*EXERCISE BRIEF:* Would you copy all lines in the data that contain the word "FilterLoad"?

Dataset excerpts:
§
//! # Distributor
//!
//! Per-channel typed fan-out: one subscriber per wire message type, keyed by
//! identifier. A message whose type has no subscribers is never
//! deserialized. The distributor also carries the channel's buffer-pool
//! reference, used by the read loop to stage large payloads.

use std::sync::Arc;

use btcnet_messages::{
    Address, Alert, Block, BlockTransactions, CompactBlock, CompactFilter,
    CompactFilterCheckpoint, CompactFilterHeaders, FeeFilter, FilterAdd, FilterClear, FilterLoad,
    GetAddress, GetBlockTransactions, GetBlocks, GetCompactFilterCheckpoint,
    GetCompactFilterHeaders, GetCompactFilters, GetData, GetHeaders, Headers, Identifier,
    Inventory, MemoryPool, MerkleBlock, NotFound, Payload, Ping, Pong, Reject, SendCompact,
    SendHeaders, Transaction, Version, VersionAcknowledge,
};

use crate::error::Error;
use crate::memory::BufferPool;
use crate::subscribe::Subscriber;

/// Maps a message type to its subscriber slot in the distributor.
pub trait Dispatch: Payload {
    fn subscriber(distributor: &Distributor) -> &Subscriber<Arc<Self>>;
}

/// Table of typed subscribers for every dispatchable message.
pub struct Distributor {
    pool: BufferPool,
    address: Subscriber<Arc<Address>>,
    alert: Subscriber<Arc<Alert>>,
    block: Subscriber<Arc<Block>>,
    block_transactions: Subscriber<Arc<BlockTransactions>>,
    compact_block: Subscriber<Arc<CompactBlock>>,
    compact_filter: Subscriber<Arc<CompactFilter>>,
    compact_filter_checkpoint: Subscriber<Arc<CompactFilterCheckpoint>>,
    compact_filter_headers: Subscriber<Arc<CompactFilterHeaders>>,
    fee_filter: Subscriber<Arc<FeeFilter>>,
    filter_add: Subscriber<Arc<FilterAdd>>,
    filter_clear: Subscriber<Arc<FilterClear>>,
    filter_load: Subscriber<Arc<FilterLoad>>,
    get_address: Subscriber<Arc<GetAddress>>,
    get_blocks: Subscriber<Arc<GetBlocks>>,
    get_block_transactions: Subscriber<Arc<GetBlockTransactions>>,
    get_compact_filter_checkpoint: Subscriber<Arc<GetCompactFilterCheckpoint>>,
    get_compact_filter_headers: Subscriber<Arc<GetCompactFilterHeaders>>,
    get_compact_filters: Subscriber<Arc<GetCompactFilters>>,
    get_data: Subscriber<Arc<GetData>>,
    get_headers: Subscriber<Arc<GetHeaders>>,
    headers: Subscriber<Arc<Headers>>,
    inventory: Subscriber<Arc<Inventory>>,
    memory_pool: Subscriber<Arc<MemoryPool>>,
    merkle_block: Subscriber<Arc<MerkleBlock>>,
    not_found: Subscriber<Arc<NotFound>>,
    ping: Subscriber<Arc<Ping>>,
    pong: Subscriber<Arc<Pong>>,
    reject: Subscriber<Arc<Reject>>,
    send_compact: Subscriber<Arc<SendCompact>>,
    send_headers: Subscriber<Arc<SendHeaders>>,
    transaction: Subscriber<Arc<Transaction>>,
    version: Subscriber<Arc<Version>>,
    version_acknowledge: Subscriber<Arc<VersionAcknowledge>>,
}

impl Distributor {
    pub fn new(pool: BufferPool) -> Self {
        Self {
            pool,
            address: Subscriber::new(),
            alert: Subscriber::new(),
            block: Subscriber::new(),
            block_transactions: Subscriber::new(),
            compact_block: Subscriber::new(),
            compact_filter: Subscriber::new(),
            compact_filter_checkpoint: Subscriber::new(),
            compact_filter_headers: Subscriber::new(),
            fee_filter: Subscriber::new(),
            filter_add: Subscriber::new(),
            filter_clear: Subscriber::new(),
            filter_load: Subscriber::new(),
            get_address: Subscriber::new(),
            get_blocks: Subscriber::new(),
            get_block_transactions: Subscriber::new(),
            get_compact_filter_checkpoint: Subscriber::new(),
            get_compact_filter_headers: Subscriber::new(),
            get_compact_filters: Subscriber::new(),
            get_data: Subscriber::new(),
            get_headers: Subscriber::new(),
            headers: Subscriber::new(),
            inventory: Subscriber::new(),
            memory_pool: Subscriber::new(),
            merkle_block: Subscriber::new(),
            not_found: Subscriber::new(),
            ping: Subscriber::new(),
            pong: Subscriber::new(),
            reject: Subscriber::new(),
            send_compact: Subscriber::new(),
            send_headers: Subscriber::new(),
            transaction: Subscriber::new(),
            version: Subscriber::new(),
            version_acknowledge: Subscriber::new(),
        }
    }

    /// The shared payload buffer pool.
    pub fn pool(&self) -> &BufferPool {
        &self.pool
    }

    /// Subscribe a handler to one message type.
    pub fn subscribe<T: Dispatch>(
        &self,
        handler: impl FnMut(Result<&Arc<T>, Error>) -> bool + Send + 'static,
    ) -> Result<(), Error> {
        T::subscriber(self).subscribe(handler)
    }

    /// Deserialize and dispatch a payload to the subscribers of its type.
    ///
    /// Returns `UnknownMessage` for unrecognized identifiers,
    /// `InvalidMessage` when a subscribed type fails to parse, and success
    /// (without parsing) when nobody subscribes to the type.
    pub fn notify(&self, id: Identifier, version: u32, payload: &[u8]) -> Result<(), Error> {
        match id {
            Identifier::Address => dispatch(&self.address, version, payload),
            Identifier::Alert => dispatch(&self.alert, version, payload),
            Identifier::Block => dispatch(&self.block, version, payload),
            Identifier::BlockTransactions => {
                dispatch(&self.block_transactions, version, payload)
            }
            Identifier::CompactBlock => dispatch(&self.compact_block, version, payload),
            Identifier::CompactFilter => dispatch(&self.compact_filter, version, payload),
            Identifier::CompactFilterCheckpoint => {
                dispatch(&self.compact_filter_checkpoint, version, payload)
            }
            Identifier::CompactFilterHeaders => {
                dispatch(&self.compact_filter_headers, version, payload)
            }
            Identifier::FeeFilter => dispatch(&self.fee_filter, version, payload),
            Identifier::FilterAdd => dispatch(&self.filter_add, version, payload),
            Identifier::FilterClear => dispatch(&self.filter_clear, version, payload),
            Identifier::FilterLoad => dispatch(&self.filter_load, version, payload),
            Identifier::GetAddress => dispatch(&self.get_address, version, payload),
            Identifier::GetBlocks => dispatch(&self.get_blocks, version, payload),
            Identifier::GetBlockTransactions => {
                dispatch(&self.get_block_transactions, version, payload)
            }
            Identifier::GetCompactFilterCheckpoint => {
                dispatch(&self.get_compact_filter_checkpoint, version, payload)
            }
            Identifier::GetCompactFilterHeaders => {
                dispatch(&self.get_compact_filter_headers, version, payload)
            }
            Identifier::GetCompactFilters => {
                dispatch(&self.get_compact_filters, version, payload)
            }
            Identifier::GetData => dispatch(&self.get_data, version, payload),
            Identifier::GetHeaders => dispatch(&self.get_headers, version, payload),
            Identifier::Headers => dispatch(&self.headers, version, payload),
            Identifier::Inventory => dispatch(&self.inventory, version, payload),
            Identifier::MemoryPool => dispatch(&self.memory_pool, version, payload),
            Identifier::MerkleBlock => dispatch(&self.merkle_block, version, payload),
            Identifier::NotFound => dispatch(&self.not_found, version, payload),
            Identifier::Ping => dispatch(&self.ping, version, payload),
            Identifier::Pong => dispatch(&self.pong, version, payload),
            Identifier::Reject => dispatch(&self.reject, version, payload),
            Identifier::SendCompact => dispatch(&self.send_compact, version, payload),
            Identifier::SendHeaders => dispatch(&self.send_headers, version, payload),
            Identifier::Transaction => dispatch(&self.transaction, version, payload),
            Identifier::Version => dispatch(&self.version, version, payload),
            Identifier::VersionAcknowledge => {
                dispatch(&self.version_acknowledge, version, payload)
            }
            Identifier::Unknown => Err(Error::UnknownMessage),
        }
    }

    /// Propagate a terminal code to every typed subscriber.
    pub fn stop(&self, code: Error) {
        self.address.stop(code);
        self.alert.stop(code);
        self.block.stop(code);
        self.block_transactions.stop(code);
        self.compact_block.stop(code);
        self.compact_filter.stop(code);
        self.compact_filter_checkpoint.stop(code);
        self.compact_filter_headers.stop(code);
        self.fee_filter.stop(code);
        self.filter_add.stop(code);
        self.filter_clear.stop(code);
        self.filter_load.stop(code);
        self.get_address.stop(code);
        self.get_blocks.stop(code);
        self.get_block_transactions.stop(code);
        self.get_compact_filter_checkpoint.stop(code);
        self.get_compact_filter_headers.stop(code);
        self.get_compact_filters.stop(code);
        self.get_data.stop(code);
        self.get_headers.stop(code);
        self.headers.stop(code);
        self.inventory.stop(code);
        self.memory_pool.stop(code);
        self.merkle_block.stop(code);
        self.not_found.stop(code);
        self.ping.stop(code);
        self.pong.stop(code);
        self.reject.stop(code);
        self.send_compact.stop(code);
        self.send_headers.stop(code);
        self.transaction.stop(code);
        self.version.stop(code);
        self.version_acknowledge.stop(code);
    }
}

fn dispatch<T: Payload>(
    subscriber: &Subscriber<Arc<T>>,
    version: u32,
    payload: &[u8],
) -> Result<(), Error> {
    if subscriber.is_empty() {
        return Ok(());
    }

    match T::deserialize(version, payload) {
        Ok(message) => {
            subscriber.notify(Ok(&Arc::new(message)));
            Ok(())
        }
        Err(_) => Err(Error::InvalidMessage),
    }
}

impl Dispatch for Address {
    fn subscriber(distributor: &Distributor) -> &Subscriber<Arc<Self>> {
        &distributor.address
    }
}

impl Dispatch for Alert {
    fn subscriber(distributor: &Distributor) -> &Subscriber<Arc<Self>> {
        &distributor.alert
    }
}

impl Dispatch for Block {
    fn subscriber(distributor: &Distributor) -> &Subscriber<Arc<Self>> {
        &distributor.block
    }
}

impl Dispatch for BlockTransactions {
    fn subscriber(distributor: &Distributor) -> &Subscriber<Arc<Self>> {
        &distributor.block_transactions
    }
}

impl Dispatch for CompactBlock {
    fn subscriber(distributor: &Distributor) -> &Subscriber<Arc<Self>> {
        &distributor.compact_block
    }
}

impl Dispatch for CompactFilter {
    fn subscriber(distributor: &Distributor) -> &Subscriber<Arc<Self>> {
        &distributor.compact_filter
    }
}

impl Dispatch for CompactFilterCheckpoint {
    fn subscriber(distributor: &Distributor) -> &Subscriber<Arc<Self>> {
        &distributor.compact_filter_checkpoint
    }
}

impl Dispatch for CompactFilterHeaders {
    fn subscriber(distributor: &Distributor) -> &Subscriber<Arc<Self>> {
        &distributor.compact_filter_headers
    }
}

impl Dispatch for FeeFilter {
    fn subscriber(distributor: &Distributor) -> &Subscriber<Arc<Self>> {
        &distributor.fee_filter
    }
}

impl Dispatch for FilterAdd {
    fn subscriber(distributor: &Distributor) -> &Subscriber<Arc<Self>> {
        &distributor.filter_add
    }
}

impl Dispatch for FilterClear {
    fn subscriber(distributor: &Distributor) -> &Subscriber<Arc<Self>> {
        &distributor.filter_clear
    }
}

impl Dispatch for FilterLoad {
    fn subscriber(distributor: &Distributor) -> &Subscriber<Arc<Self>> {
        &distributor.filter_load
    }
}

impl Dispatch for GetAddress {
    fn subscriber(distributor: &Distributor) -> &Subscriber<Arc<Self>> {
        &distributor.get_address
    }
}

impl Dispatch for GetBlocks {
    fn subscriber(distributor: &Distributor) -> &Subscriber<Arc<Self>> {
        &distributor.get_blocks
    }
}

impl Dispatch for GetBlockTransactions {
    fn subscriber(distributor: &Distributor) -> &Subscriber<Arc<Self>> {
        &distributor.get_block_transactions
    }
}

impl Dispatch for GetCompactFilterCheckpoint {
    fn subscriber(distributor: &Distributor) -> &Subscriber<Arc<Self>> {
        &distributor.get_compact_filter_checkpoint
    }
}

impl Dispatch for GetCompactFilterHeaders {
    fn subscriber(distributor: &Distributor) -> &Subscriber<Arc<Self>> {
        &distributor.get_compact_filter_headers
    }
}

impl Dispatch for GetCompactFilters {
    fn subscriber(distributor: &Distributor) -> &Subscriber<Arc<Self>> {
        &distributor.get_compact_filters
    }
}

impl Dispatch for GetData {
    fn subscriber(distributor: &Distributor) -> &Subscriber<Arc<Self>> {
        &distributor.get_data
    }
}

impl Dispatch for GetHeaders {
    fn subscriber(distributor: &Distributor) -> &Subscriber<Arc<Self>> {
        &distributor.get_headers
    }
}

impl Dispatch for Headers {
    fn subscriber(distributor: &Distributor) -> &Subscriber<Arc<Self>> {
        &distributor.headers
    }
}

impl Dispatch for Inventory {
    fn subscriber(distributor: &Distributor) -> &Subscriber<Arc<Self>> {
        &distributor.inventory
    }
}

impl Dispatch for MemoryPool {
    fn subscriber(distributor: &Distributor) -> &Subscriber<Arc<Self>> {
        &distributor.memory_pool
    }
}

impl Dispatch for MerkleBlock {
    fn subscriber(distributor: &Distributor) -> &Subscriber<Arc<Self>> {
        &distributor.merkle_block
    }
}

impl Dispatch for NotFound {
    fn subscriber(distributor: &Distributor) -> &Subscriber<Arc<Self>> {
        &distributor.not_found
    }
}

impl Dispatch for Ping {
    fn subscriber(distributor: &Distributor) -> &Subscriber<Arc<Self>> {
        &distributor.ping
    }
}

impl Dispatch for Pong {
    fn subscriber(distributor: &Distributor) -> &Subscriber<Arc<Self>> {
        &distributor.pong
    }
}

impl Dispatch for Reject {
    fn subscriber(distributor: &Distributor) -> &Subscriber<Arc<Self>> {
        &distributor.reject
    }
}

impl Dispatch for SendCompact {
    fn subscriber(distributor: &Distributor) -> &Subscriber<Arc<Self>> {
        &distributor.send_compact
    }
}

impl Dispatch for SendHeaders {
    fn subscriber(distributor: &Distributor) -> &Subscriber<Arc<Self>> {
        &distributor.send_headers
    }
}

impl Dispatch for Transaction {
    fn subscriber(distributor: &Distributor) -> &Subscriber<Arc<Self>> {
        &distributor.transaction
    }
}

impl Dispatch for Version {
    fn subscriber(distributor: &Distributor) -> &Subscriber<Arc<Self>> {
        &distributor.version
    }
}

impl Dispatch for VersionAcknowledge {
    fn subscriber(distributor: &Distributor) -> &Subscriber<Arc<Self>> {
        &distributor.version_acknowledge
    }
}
§
*EXPECTED ANSWER:*
    CompactFilterCheckpoint, CompactFilterHeaders, FeeFilter, FilterAdd, FilterClear, FilterLoad,
    filter_load: Subscriber<Arc<FilterLoad>>,
            Identifier::FilterLoad => dispatch(&self.filter_load, version, payload),
impl Dispatch for FilterLoad {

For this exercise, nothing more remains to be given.